Paul Stoller, Lecturer. Mr. Stoller is an Associate Director at Atelier
Ten, an environmental design and engineering firm practicing
in New York City and London. His projects have included Federation
Square, Melbourne, Australia; the Singapore Opera House; and
the Paddington Basin Redevelopment in London, England. Mr.
Stoller received his B.S. and M.A. from the University of
Wisconsin and his M.Arch. from Yale University.
Lindsay S. Suter,
Lecturer. Mr. Suter has taught architectural studio
and history courses at Roger Williams University and furniture
design and construction at the California College of Arts
and Crafts. His own practice focuses on integrating traditional,
vernacular building methods with sustainable design in both
architecture and furniture. He received his B.A. from Hamilton
College and his M.Arch. from Yale University.

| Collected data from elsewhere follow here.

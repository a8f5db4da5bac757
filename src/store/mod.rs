//! Fjall-based persistence for ItemBox
//!
//! One embedded LSM keyspace holds four partitions:
//!
//! - `items`: the item collection
//! - `idempotency`: responses recorded per (idempotency key, endpoint)
//! - `sessions`: fault-simulation counters per client session, pruned when idle
//! - `metadata`: the item id allocator
//!
//! ## Atomicity
//!
//! Mutations are staged in a [`WriteScope`] obtained from [`Store::write`].
//! The scope holds a store-wide writer lock and commits all staged writes as a
//! single Fjall batch, so an item mutation and the idempotency record that
//! replays it land together or not at all.
//!
//! ## Usage
//!
//! ```rust,ignore
//! use itembox::store::{NewItem, Store};
//!
//! let store = Store::open("data/itembox")?;
//! let mut scope = store.write();
//! let item = scope.insert_item(NewItem { name: "Widget".into(), price: Price::ZERO })?;
//! scope.commit()?;
//! ```

pub mod engine;
pub mod error;
pub mod models;
pub mod partitions;
pub mod retention;

pub use engine::{Store, StoreStats, WriteScope};
pub use error::{Result, StoreError};
pub use models::{IdempotencyRecord, Item, NewItem, SessionCounter, StoredResponse};
pub use retention::{PruneStats, RETENTION_IDEMPOTENCY_DAYS, RETENTION_SESSION_HOURS};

Susana Torre, Lecturer. Ms. Torre is an architect and scholar. She is the 2003-2004 Aylsa Mellon Bruce Senior Fellow at the Center for Advanced Study in the Visual Arts of the National Gallery of Art and is working on a comprehensive history of Latin American architecture and urbanism to be published by W.W. Norton. In addition to teaching at Columbia University, Ms. Torre was the director of the Barnard College Architecture Program and the director of the Cranbrook Academy of Art in Bloomfield Hills, Michigan. Ms. Torre received her Dipl.Arch. from the University of Buenos Aires.
Carter S. Wiseman, Lecturer. In addition to Mr. Wiseman's extensive work as editor at a variety of magazines, including sixteen years for the Yale Alumni Magazine, he was the architectural critic at New York Magazine for sixteen years. He has written on architecture and design for Newsweek, Architectural Record, Interior Design, ARTnews, and American Heritage among other magazines. He is the author of I. M. Pei: A Profile in American Architecture and Twentieth-Century American Architecture: The Buildings and Their Makers. He received his B.A. from Yale University, his M.A. from Columbia University, and he was a Loeb Fellow at Harvard's Graduate School of Design.